Und auch im Universum macht Jason Beebout, der tapsige Sänger keine Gefangenen. Der Kerl sieht aus wie einer der Typen die man in Waschräumen am Autohof trifft. Singt halt besser als jeder andere Trucker. Jeder Ton ein Treffer, jede zweite Zeile so gut, dass man zwischenapplaudieren möchte. Man könnte sie auch mit Edding dem Trottel auf die Stirn schreiben, der an der Bar steht und „Gott, sind die alt geworden“ sagt. Macht aber keiner. Stimmt schließlich nicht, zumal das Quintett aus San Francisco schon vor zehn Jahren saumäßig alt ausgesehen hat.
Heute werden lieber Arme hochgerissen, wertvolle Zeilen mitgesungen, freundlich rempelgetanzt und selig gelächelt, während Samiam wie der Nachbarsbub an Silvester einen Kracher nach dem anderen zünden. Großes Kino im kleinen Rahmen ist das. Cool geht trotzdem anders. Das Quintett ist fast unverschämt unaufdringlich und fast beiläufig. Samiam schauen vorbei, spielen 90 Minuten, schwitzen, trinken etwas Bier und gehen dann wieder. Keine einzige Pose, lieber Hits batschen, einer jagt den anderen, Mund abputzen und weiter. Apropos: Sonderpunkte gehen an Gitarrist Sean Kennerly für seinen imposanten Porno-Trucker-Bart. Aber selbst der kann einpacken gegen „Dull“. Spielen sie gottlob auch. Und wie:
I don’t want to spend another long and lonely weekend by the phone
without anyone to call I’ve had a lot of time to think and I’m so tired of thinking
I know why he put that bullet in his skull.

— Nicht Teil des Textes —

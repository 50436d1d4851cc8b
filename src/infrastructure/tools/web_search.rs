use async_trait::async_trait;
use rig::completion::ToolDefinition;
use rig::tool::Tool;
use serde_json::json;
use std::sync::Arc;
use tracing::instrument;

use crate::domain::{
    ports::{ToolAdapter, WebSearchProvider},
    DomainError, ToolDescriptor, ToolKind,
};
use crate::infrastructure::config::ToolConfig;
use super::SearchArgs;

pub struct WebSearchTool {
    provider: Arc<dyn WebSearchProvider>,
    config: ToolConfig,
}

impl WebSearchTool {
    pub fn new(provider: Arc<dyn WebSearchProvider>, config: ToolConfig) -> Self {
        Self { provider, config }
    }

    fn tool_definition(&self) -> ToolDefinition {
        ToolDefinition {
            name: self.config.name.clone(),
            description: self.config.description.clone(),
            parameters: json!({
                "type": "object",
                "properties": {
                    "query": {
                        "type": "string",
                        "description": "A web search query"
                    }
                },
                "required": ["query"]
            }),
        }
    }
}

impl Tool for WebSearchTool {
    const NAME: &'static str = "web_search";

    type Error = DomainError;
    type Args = SearchArgs;
    type Output = String;

    async fn definition(&self, _prompt: String) -> ToolDefinition {
        self.tool_definition()
    }

    #[instrument(skip(self))]
    async fn call(&self, args: Self::Args) -> Result<Self::Output, Self::Error> {
        self.provider.search(&args.query).await
    }
}

#[async_trait]
impl ToolAdapter for WebSearchTool {
    fn descriptor(&self) -> ToolDescriptor {
        let definition = self.tool_definition();
        ToolDescriptor {
            kind: ToolKind::WebSearch,
            name: definition.name,
            description: definition.description,
            parameters: definition.parameters,
        }
    }

    async fn invoke(&self, input: &str) -> Result<String, DomainError> {
        <Self as Tool>::call(
            self,
            SearchArgs {
                query: input.to_string(),
            },
        )
        .await
    }
}
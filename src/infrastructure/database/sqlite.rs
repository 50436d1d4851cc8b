use async_trait::async_trait;
use rusqlite::types::ValueRef;
use rusqlite::{Connection, OpenFlags};
use std::path::Path;
use std::sync::Mutex;
use tracing::{debug, instrument};

use crate::domain::ports::{QueryMode, QueryResult, SqlDatabase};
use crate::domain::DomainError;

const SAMPLE_ROWS: usize = 3;

/// SQLite connection shared by the structured-data tool for the lifetime of the process.
pub struct SqliteDatabase {
    conn: Mutex<Connection>,
    max_rows: usize,
}

impl SqliteDatabase {
    /// Opens an existing database file. A missing file is an error rather than a new empty store.
    pub fn open(path: &Path, max_rows: usize) -> Result<Self, DomainError> {
        let conn = Connection::open_with_flags(
            path,
            OpenFlags::SQLITE_OPEN_READ_WRITE | OpenFlags::SQLITE_OPEN_NO_MUTEX,
        )
        .map_err(|e| DomainError::not_found(format!("database {}: {e}", path.display())))?;

        Ok(Self::from_connection(conn, max_rows))
    }

    fn from_connection(conn: Connection, max_rows: usize) -> Self {
        Self {
            conn: Mutex::new(conn),
            max_rows,
        }
    }

    fn table_names(conn: &Connection) -> Result<Vec<(String, String)>, DomainError> {
        let mut stmt = conn
            .prepare(
                "SELECT name, sql FROM sqlite_master \
                 WHERE type = 'table' AND name NOT LIKE 'sqlite_%' ORDER BY name",
            )
            .map_err(sql_error)?;
        let rows = stmt
            .query_map([], |row| Ok((row.get(0)?, row.get(1)?)))
            .map_err(sql_error)?
            .collect::<Result<Vec<(String, String)>, _>>()
            .map_err(sql_error)?;
        Ok(rows)
    }
}

#[async_trait]
impl SqlDatabase for SqliteDatabase {
    fn dialect(&self) -> &str {
        "sqlite"
    }

    async fn table_info(&self) -> Result<String, DomainError> {
        let conn = self
            .conn
            .lock()
            .map_err(|e| DomainError::internal(e.to_string()))?;

        let mut sections = Vec::new();
        for (name, create_sql) in Self::table_names(&conn)? {
            let sample = run_statement(
                &conn,
                &format!("SELECT * FROM \"{name}\" LIMIT {SAMPLE_ROWS}"),
                QueryMode::ReadOnly,
                SAMPLE_ROWS,
            )?;
            sections.push(format!(
                "{create_sql}\n\n/*\n{SAMPLE_ROWS} rows from {name} table:\n{}\n*/",
                sample.render()
            ));
        }

        Ok(sections.join("\n\n"))
    }

    #[instrument(skip(self), fields(mode = ?mode))]
    async fn run(&self, sql: &str, mode: QueryMode) -> Result<QueryResult, DomainError> {
        let conn = self
            .conn
            .lock()
            .map_err(|e| DomainError::internal(e.to_string()))?;
        run_statement(&conn, sql, mode, self.max_rows)
    }
}

fn run_statement(
    conn: &Connection,
    sql: &str,
    mode: QueryMode,
    max_rows: usize,
) -> Result<QueryResult, DomainError> {
    let mut stmt = conn.prepare(sql).map_err(sql_error)?;

    if mode == QueryMode::ReadOnly && !stmt.readonly() {
        return Err(DomainError::validation(
            "only read-only statements are allowed against this database",
        ));
    }

    let columns: Vec<String> = stmt.column_names().iter().map(|c| c.to_string()).collect();
    if columns.is_empty() {
        let rows_affected = stmt.execute([]).map_err(sql_error)?;
        debug!(rows_affected, "statement executed");
        return Ok(QueryResult {
            rows_affected,
            ..QueryResult::default()
        });
    }

    let mut rows = stmt.query([]).map_err(sql_error)?;
    let mut result = QueryResult {
        columns,
        ..QueryResult::default()
    };

    while let Some(row) = rows.next().map_err(sql_error)? {
        if result.rows.len() == max_rows {
            result.truncated = true;
            break;
        }
        let mut values = Vec::with_capacity(result.columns.len());
        for i in 0..result.columns.len() {
            values.push(render_value(row.get_ref(i).map_err(sql_error)?));
        }
        result.rows.push(values);
    }

    debug!(rows = result.rows.len(), truncated = result.truncated, "query executed");
    Ok(result)
}

fn render_value(value: ValueRef<'_>) -> String {
    match value {
        ValueRef::Null => "NULL".to_string(),
        ValueRef::Integer(i) => i.to_string(),
        ValueRef::Real(f) => f.to_string(),
        ValueRef::Text(t) => String::from_utf8_lossy(t).into_owned(),
        ValueRef::Blob(b) => format!("<{} bytes>", b.len()),
    }
}

pub(crate) fn sql_error(err: rusqlite::Error) -> DomainError {
    DomainError::external(format!("SQL error: {err}"))
}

Nebenan wackelt ein süßer Emoboy mit Seitenklatsche, ein Toughguy-Karate-Core-Typ, dessen Ohrlöcher an die Torwand im Aktuellen Sportstudio erinnern, nickt zustimmend und ein kahler Enddreißiger singt lauthals jede einzelne Zeile von „Capsized“ mit.
Herrschaftszeiten, so viel Eintracht gab’s schon lange nicht mehr in diesem Städchen. Ab und an hört man zwei Mädchen darüber schnattern, ob der Bassist von A Death In The Family nun süß ist oder nicht. Erste Hochrechnung: Ja. Endergebnis: keine Ahnung. War die Schuld von Samiam. Haben mich und alle anderen anständigen Leute abgelenkt: „Mud Hill“, „Mexico“, „Capsized“, „Stepson“, „She Found You“, „Factory“ und „Sunshine“ … – die Hits wollen nicht aufhören.
Beebout gibt nochmal den letzten Rest, kneift die Augen zusammen, ringt ein bisschen mit sich selbst und singt genauso wie man das hören möchte, wenn man gerade kurz davor ist, Gott eine aufs Maul hauen zu wollen. Samiam suhlen sich nicht im eigenen Elend, trinken nicht aus der Toilette. Da wird nicht geheult, nicht lamentiert oder gemotzt – da wird nach vorne geschaut. Am Bühnenrand gehts auch ab. Streichelpogo, zwei Crowdsurfer und jede Menge Zuneigung. Nur manchmal wirkt es fast so als wären dem fantastischen Sänger die lobenden Worte aus den ersten Reihen („Geil, Alder“) etwas unangenehm, mitklatschen auch. Egal. Da muss er durch. Packt der auch locker. Riesentyp. Riesenband.
Das sagenhaft saugute „Storm Clouds“ machte den Sack dann endgültig zu. Melodien, überall. Und wieder diese Worte: „black clouds hang over you, like anvils on a string, they follow you everywhere, so don’t stand so close to me“ singt der Tanzbär. „Will find your way around, whatever’s got you down“. Danke sagen, Einrahmen, mit nach Hause nehmen. Weitermachen.
Äh, hab mir das mit dem Bassisten von A Death In The Family noch mal überlegt: Ich glaube, ICH fand den nicht süß. Wozu auch?
Samiam
A Death In The Family
The Casting Out
Top Moustache 2010 ist hiermit schon vergeben. Eine Pracht!